**Task brief:**
Scan the data below and report how many lines include the word "text". Nothing else is wanted.

[Start of Attachment]

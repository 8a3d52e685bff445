//! Brand lookup result and error types

use serde::{Deserialize, Serialize};

/// One candidate returned by a brand search, in ranked order
#[derive(Debug, Clone, PartialEq, Serialize, Deserialize)]
#[serde(rename_all = "camelCase")]
pub struct BrandCandidate {
    #[serde(default)]
    pub name: Option<String>,
    pub domain: String,
    #[serde(default)]
    pub icon: Option<String>,
    #[serde(default)]
    pub claimed: bool,
    pub brand_id: String,
}

impl BrandCandidate {
    /// Name to show for this candidate, falling back to its domain
    pub fn display_name(&self) -> &str {
        self.name
            .as_deref()
            .map(str::trim)
            .filter(|n| !n.is_empty())
            .unwrap_or(&self.domain)
    }
}

/// Errors that can occur during a brand lookup
#[derive(Debug, thiserror::Error)]
pub enum ResolverError {
    #[error("Network error: {0}")]
    Network(#[from] reqwest::Error),

    #[error("API error {status}: {message}")]
    Api { status: u16, message: String },

    #[error("Missing client id: environment variable {env_var} not set")]
    MissingClientId { env_var: String },

    #[error("Invalid response: {0}")]
    InvalidResponse(String),

    #[error("Invalid URL: {0}")]
    InvalidUrl(String),
}

impl ResolverError {
    /// Whether re-issuing the same query could succeed
    pub fn is_retryable(&self) -> bool {
        match self {
            ResolverError::Network(_) => true,
            ResolverError::Api { status, .. } => *status == 429 || *status >= 500,
            ResolverError::MissingClientId { .. } => false,
            ResolverError::InvalidResponse(_) => false,
            ResolverError::InvalidUrl(_) => false,
        }
    }
}

/// Parse a brand search response body
pub fn parse_candidates(body: &str) -> Result<Vec<BrandCandidate>, ResolverError> {
    serde_json::from_str(body).map_err(|e| ResolverError::InvalidResponse(e.to_string()))
}

#[cfg(test)]
mod tests {
    use super::*;

    #[test]
    fn test_parse_candidates() {
        let body = r#"[
            {"icon":"https://cdn.brandfetch.io/abc/icon.png","name":"Supabase","domain":"supabase.com","claimed":true,"brandId":"idsb"},
            {"icon":null,"name":null,"domain":"supa.dev","claimed":false,"brandId":"idsd"}
        ]"#;

        let candidates = parse_candidates(body).unwrap();
        assert_eq!(candidates.len(), 2);
        assert_eq!(candidates[0].brand_id, "idsb");
        assert!(candidates[0].claimed);
        assert_eq!(candidates[0].display_name(), "Supabase");
        assert_eq!(candidates[1].name, None);
        assert_eq!(candidates[1].display_name(), "supa.dev");
    }

    #[test]
    fn test_parse_candidates_missing_optional_fields() {
        let candidates = parse_candidates(r#"[{"domain":"x.io","brandId":"idx"}]"#).unwrap();
        assert_eq!(candidates[0].icon, None);
        assert!(!candidates[0].claimed);
    }

    #[test]
    fn test_parse_candidates_invalid() {
        let err = parse_candidates(r#"{"error":"nope"}"#).unwrap_err();
        assert!(matches!(err, ResolverError::InvalidResponse(_)));
    }

    #[test]
    fn test_serializes_camel_case() {
        let candidate = BrandCandidate {
            name: Some("X".to_string()),
            domain: "x.io".to_string(),
            icon: None,
            claimed: false,
            brand_id: "idx".to_string(),
        };
        let json = serde_json::to_value(&candidate).unwrap();
        assert_eq!(json["brandId"], "idx");
    }

    #[test]
    fn test_resolver_error_is_retryable() {
        assert!(
            ResolverError::Api {
                status: 503,
                message: "unavailable".to_string()
            }
            .is_retryable()
        );
        assert!(
            ResolverError::Api {
                status: 429,
                message: "slow down".to_string()
            }
            .is_retryable()
        );
        assert!(
            !ResolverError::Api {
                status: 400,
                message: "bad request".to_string()
            }
            .is_retryable()
        );
        assert!(!ResolverError::InvalidResponse("bad".to_string()).is_retryable());
    }

    #[test]
    fn test_api_error_display() {
        let err = ResolverError::Api {
            status: 404,
            message: "not found".to_string(),
        };
        assert_eq!(err.to_string(), "API error 404: not found");
    }
}
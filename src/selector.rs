//! Tool selector query helpers
//!
//! Pure functions backing a search-as-you-type tool picker: which catalog
//! tools are still available, which match the query, and whether to offer
//! adding the query as a new tool.

use crate::domain::Tool;
use crate::id::normalize_name;

/// Catalog tools not already selected (by normalized name)
pub fn available<'a>(catalog: &'a [Tool], selected: &[Tool]) -> Vec<&'a Tool> {
    catalog
        .iter()
        .filter(|t| !selected.iter().any(|s| s.same_identity(t)))
        .collect()
}

/// Case-insensitive substring filter; an empty query matches everything
pub fn filter<'a>(tools: &[&'a Tool], query: &str) -> Vec<&'a Tool> {
    let needle = query.trim().to_lowercase();
    tools
        .iter()
        .copied()
        .filter(|t| t.name.to_lowercase().contains(&needle))
        .collect()
}

/// Tool whose normalized name equals the query
pub fn exact_match<'a>(tools: &[&'a Tool], query: &str) -> Option<&'a Tool> {
    let wanted = normalize_name(query);
    if wanted.is_empty() {
        return None;
    }
    tools.iter().copied().find(|t| t.identity() == wanted)
}

/// Whether to offer adding the query as a new tool
pub fn suggest_custom(query: &str, candidates: &[&Tool], selected: &[Tool]) -> bool {
    let wanted = normalize_name(query);
    !wanted.is_empty()
        && exact_match(candidates, query).is_none()
        && !selected.iter().any(|t| t.identity() == wanted)
}

/// Snapshot of what a selector shows for a query
#[derive(Debug, Clone, PartialEq)]
pub struct SelectorView<'a> {
    pub matches: Vec<&'a Tool>,
    pub exact: Option<&'a Tool>,
    pub offer_custom: bool,
    /// Every catalog tool is already selected
    pub exhausted: bool,
}

/// Compute the selector view for `query`
pub fn view<'a>(catalog: &'a [Tool], selected: &[Tool], query: &str) -> SelectorView<'a> {
    let remaining = available(catalog, selected);
    let matches = filter(&remaining, query);
    let exact = exact_match(&matches, query);
    let offer_custom = suggest_custom(query, &matches, selected);

    SelectorView {
        exhausted: remaining.is_empty(),
        matches,
        exact,
        offer_custom,
    }
}
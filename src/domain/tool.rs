//! Tool definitions and category classification
//!
//! A tool is either curated catalog data, a free-text entry typed by the
//! user, or a record synthesized from a brand lookup. All three share the
//! same display projection (name, domain, icon).

use serde::{Deserialize, Serialize};
use std::fmt;

use crate::brand::BrandCandidate;
use crate::id::{brand_tool_id, custom_tool_id, normalize_name};

/// Category of a tool, which is also the identifier of the section it belongs to
#[derive(Debug, Clone, Copy, PartialEq, Eq, Hash, PartialOrd, Ord, Serialize, Deserialize)]
#[serde(rename_all = "lowercase")]
pub enum Category {
    Frontend,
    Backend,
    Ide,
    Ai,
    Other,
}

/// Sections are keyed by the same closed set as tool categories
pub type SectionType = Category;

impl Category {
    /// All categories in display order
    pub const ALL: [Category; 5] = [
        Category::Frontend,
        Category::Backend,
        Category::Ide,
        Category::Ai,
        Category::Other,
    ];

    /// Parse from string representation
    pub fn parse(s: &str) -> Option<Self> {
        match s.trim().to_lowercase().as_str() {
            "frontend" => Some(Self::Frontend),
            "backend" => Some(Self::Backend),
            "ide" => Some(Self::Ide),
            "ai" => Some(Self::Ai),
            "other" => Some(Self::Other),
            _ => None,
        }
    }

    /// Stable lowercase identifier
    pub fn as_str(&self) -> &'static str {
        match self {
            Self::Frontend => "frontend",
            Self::Backend => "backend",
            Self::Ide => "ide",
            Self::Ai => "ai",
            Self::Other => "other",
        }
    }

    /// Human-readable section name
    pub fn display_name(&self) -> &'static str {
        match self {
            Self::Frontend => "Frontend",
            Self::Backend => "Backend",
            Self::Ide => "IDE",
            Self::Ai => "AI",
            Self::Other => "Other",
        }
    }

    /// Position of the section within a stack
    pub fn order(&self) -> u32 {
        match self {
            Self::Frontend => 0,
            Self::Backend => 1,
            Self::Ide => 2,
            Self::Ai => 3,
            Self::Other => 4,
        }
    }
}

impl fmt::Display for Category {
    fn fmt(&self, f: &mut fmt::Formatter<'_>) -> fmt::Result {
        f.write_str(self.as_str())
    }
}

/// Where a tool came from; drives its id scheme
#[derive(Debug, Clone, PartialEq, Eq, Default, Serialize, Deserialize)]
#[serde(tag = "kind", rename_all = "snake_case")]
pub enum ToolSource {
    /// Curated entry from the catalog
    #[default]
    Catalog,
    /// Free-text entry, id derived from the normalized name
    Custom,
    /// Synthesized from a brand lookup candidate
    BrandResolved { brand_id: String, claimed: bool },
}

/// A tool that can be assigned to a section
#[derive(Debug, Clone, PartialEq, Serialize, Deserialize)]
pub struct Tool {
    pub id: String,
    pub name: String,
    /// Domain used for icon lookup; empty when unknown
    #[serde(default)]
    pub url: String,
    pub category: Category,
    #[serde(default)]
    pub source: ToolSource,
    #[serde(default)]
    pub icon: Option<String>,
    #[serde(default)]
    pub description: Option<String>,
}

impl Tool {
    /// Create a catalog tool
    pub fn catalog(id: impl Into<String>, name: impl Into<String>, url: impl Into<String>, category: Category) -> Self {
        Self {
            id: id.into(),
            name: name.into(),
            url: url.into(),
            category,
            source: ToolSource::Catalog,
            icon: None,
            description: None,
        }
    }

    /// Create a free-text tool with a deterministic id and no domain
    pub fn custom(name: &str, category: Category) -> Self {
        Self {
            id: custom_tool_id(category.as_str(), name),
            name: name.trim().to_string(),
            url: String::new(),
            category,
            source: ToolSource::Custom,
            icon: None,
            description: None,
        }
    }

    /// Create a tool from a brand lookup candidate
    ///
    /// Candidates without a usable name fall back to `fallback_name`.
    pub fn from_brand(candidate: &BrandCandidate, fallback_name: &str, category: Category) -> Self {
        let name = candidate
            .name
            .as_deref()
            .map(str::trim)
            .filter(|n| !n.is_empty())
            .unwrap_or_else(|| fallback_name.trim());

        Self {
            id: brand_tool_id(category.as_str(), &candidate.brand_id),
            name: name.to_string(),
            url: candidate.domain.clone(),
            category,
            source: ToolSource::BrandResolved {
                brand_id: candidate.brand_id.clone(),
                claimed: candidate.claimed,
            },
            icon: candidate.icon.clone(),
            description: None,
        }
    }

    /// Set a description
    pub fn with_description(mut self, description: impl Into<String>) -> Self {
        self.description = Some(description.into());
        self
    }

    /// Identity used for duplicate suppression
    pub fn identity(&self) -> String {
        normalize_name(&self.name)
    }

    /// Same tool as far as duplicate suppression is concerned
    pub fn same_identity(&self, other: &Tool) -> bool {
        self.identity() == other.identity()
    }

    /// Domain for icon lookup, if any
    pub fn domain(&self) -> Option<&str> {
        let url = self.url.trim();
        if url.is_empty() { None } else { Some(url) }
    }

    /// Single-character fallback when no icon can be rendered
    pub fn monogram(&self) -> String {
        crate::brand::monogram(&self.name)
    }

    pub fn is_catalog(&self) -> bool {
        matches!(self.source, ToolSource::Catalog)
    }
}
//! Tool catalog: the curated list of known tools per category
//!
//! Ships with a built-in catalog and can be replaced by a TOML file.
//! Read-only from the perspective of the reconciliation logic.

mod builtin;

use std::collections::HashSet;
use std::path::Path;

use serde::Deserialize;

use crate::domain::{Category, Tool};
use crate::error::{Result, StackError};
use crate::id::normalize_name;

pub use builtin::builtin_tools;

/// TOML representation of a catalog entry
#[derive(Debug, Deserialize)]
struct TomlTool {
    id: String,
    name: String,
    #[serde(default)]
    url: String,
    category: String,
    description: Option<String>,
}

/// TOML file structure
#[derive(Debug, Deserialize)]
struct TomlCatalog {
    #[serde(rename = "tool", default)]
    tools: Vec<TomlTool>,
}

/// Catalog of known tools, kept in insertion order
#[derive(Debug, Clone, Default)]
pub struct ToolCatalog {
    tools: Vec<Tool>,
}

impl ToolCatalog {
    /// Create an empty catalog
    pub fn new() -> Self {
        Self::default()
    }

    /// The built-in catalog
    pub fn builtin() -> Self {
        Self {
            tools: builtin_tools(),
        }
    }

    /// Load catalog from a TOML file
    pub fn from_file(path: impl AsRef<Path>) -> Result<Self> {
        let content = std::fs::read_to_string(path.as_ref())
            .map_err(|e| StackError::Catalog(format!("Failed to read catalog file: {}", e)))?;
        Self::from_toml(&content)
    }

    /// Load catalog from TOML string
    ///
    /// Rejects blank names, unknown categories, duplicate ids, and two
    /// entries with the same normalized name in one category.
    pub fn from_toml(content: &str) -> Result<Self> {
        let parsed: TomlCatalog =
            toml::from_str(content).map_err(|e| StackError::Catalog(format!("Failed to parse TOML: {}", e)))?;

        let mut catalog = Self::new();
        for entry in parsed.tools {
            let tool = Self::convert_toml_tool(entry)?;
            catalog.add(tool)?;
        }

        Ok(catalog)
    }

    fn convert_toml_tool(entry: TomlTool) -> Result<Tool> {
        if entry.name.trim().is_empty() {
            return Err(StackError::Catalog(format!("Tool '{}' has an empty name", entry.id)));
        }

        let category = Category::parse(&entry.category).ok_or_else(|| {
            StackError::Catalog(format!(
                "Invalid category '{}' for tool '{}'",
                entry.category, entry.id
            ))
        })?;

        let mut tool = Tool::catalog(entry.id, entry.name.trim(), entry.url.trim(), category);
        if let Some(description) = entry.description {
            tool = tool.with_description(description);
        }
        Ok(tool)
    }

    /// Add a tool, enforcing id and per-category name uniqueness
    pub fn add(&mut self, tool: Tool) -> Result<()> {
        if self.get(&tool.id).is_some() {
            return Err(StackError::Catalog(format!("Duplicate tool id: {}", tool.id)));
        }
        if self.find_in_category(tool.category, &tool.name).is_some() {
            return Err(StackError::Catalog(format!(
                "Duplicate tool name '{}' in {}",
                tool.name, tool.category
            )));
        }
        self.tools.push(tool);
        Ok(())
    }

    /// Get a tool by id
    pub fn get(&self, id: &str) -> Option<&Tool> {
        self.tools.iter().find(|t| t.id == id)
    }

    /// Tools valid for a section
    pub fn by_category(&self, category: Category) -> Vec<&Tool> {
        self.tools.iter().filter(|t| t.category == category).collect()
    }

    /// Owned subset for a section, used as the input of tool resolution
    pub fn subset(&self, category: Category) -> Vec<Tool> {
        self.by_category(category).into_iter().cloned().collect()
    }

    /// Exact normalized-name match anywhere in the catalog
    pub fn find_by_name(&self, name: &str) -> Option<&Tool> {
        let wanted = normalize_name(name);
        self.tools.iter().find(|t| t.identity() == wanted)
    }

    /// Exact normalized-name match within one category
    pub fn find_in_category(&self, category: Category, name: &str) -> Option<&Tool> {
        let wanted = normalize_name(name);
        self.tools
            .iter()
            .find(|t| t.category == category && t.identity() == wanted)
    }

    /// List all tool ids
    pub fn list(&self) -> Vec<&str> {
        self.tools.iter().map(|t| t.id.as_str()).collect()
    }

    /// Get all tools
    pub fn all(&self) -> impl Iterator<Item = &Tool> {
        self.tools.iter()
    }

    /// Categories that have at least one tool
    pub fn categories(&self) -> Vec<Category> {
        let present: HashSet<Category> = self.tools.iter().map(|t| t.category).collect();
        Category::ALL.into_iter().filter(|c| present.contains(c)).collect()
    }

    /// Get number of tools
    pub fn len(&self) -> usize {
        self.tools.len()
    }

    /// Check if catalog is empty
    pub fn is_empty(&self) -> bool {
        self.tools.is_empty()
    }
}

#[cfg(test)]
mod tests {
    use super::*;

    const SAMPLE_TOML: &str = r#"
[[tool]]
id = "react"
name = "React"
url = "react.dev"
category = "frontend"
description = "UI library"

[[tool]]
id = "axum"
name = "Axum"
url = "docs.rs/axum"
category = "backend"

[[tool]]
id = "helix"
name = "Helix"
category = "ide"
"#;

    #[test]
    fn test_catalog_new_empty() {
        let catalog = ToolCatalog::new();
        assert!(catalog.is_empty());
        assert_eq!(catalog.len(), 0);
    }

    #[test]
    fn test_builtin_catalog() {
        let catalog = ToolCatalog::builtin();
        assert_eq!(catalog.len(), 70);
        assert_eq!(catalog.by_category(Category::Frontend).len(), 12);
        assert_eq!(catalog.by_category(Category::Backend).len(), 18);
        assert_eq!(catalog.by_category(Category::Ide).len(), 12);
        assert_eq!(catalog.by_category(Category::Ai).len(), 12);
        assert_eq!(catalog.by_category(Category::Other).len(), 16);
        assert_eq!(catalog.categories(), Category::ALL.to_vec());
    }

    #[test]
    fn test_builtin_catalog_is_valid() {
        // Re-adding every builtin tool must pass the uniqueness checks
        let mut catalog = ToolCatalog::new();
        for tool in builtin_tools() {
            catalog.add(tool).unwrap();
        }
        assert_eq!(catalog.len(), 70);
    }

    #[test]
    fn test_catalog_from_toml() {
        let catalog = ToolCatalog::from_toml(SAMPLE_TOML).unwrap();
        assert_eq!(catalog.len(), 3);
        assert_eq!(catalog.list(), vec!["react", "axum", "helix"]);

        let react = catalog.get("react").unwrap();
        assert_eq!(react.category, Category::Frontend);
        assert_eq!(react.description.as_deref(), Some("UI library"));

        let helix = catalog.get("helix").unwrap();
        assert_eq!(helix.domain(), None);
    }

    #[test]
    fn test_catalog_invalid_toml() {
        assert!(ToolCatalog::from_toml("invalid { toml }").is_err());
    }

    #[test]
    fn test_catalog_invalid_category() {
        let toml = r#"
[[tool]]
id = "x"
name = "X"
category = "database"
"#;
        let err = ToolCatalog::from_toml(toml).unwrap_err();
        assert!(err.to_string().contains("Invalid category"));
    }

    #[test]
    fn test_catalog_duplicate_name_in_category() {
        let toml = r#"
[[tool]]
id = "react"
name = "React"
category = "frontend"

[[tool]]
id = "react-2"
name = " react "
category = "frontend"
"#;
        assert!(ToolCatalog::from_toml(toml).is_err());
    }

    #[test]
    fn test_catalog_same_name_other_category_allowed() {
        let toml = r#"
[[tool]]
id = "go-backend"
name = "Go"
category = "backend"

[[tool]]
id = "go-other"
name = "Go"
category = "other"
"#;
        assert_eq!(ToolCatalog::from_toml(toml).unwrap().len(), 2);
    }

    #[test]
    fn test_catalog_blank_name_rejected() {
        let toml = r#"
[[tool]]
id = "blank"
name = "   "
category = "other"
"#;
        assert!(ToolCatalog::from_toml(toml).is_err());
    }

    #[test]
    fn test_find_by_name_is_case_insensitive() {
        let catalog = ToolCatalog::builtin();
        assert_eq!(catalog.find_by_name("  supabase ").unwrap().id, "supabase");
        assert_eq!(catalog.find_by_name("NEXT.JS").unwrap().id, "nextjs");
        assert!(catalog.find_by_name("supa").is_none());
    }

    #[test]
    fn test_find_in_category() {
        let catalog = ToolCatalog::builtin();
        assert!(catalog.find_in_category(Category::Other, "Docker").is_some());
        assert!(catalog.find_in_category(Category::Frontend, "Docker").is_none());
    }

    #[test]
    fn test_subset_is_owned_copy() {
        let catalog = ToolCatalog::builtin();
        let subset = catalog.subset(Category::Ai);
        assert_eq!(subset.len(), 12);
        assert!(subset.iter().all(|t| t.category == Category::Ai));
    }
}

[End of Attachment]

**Written reply:**
3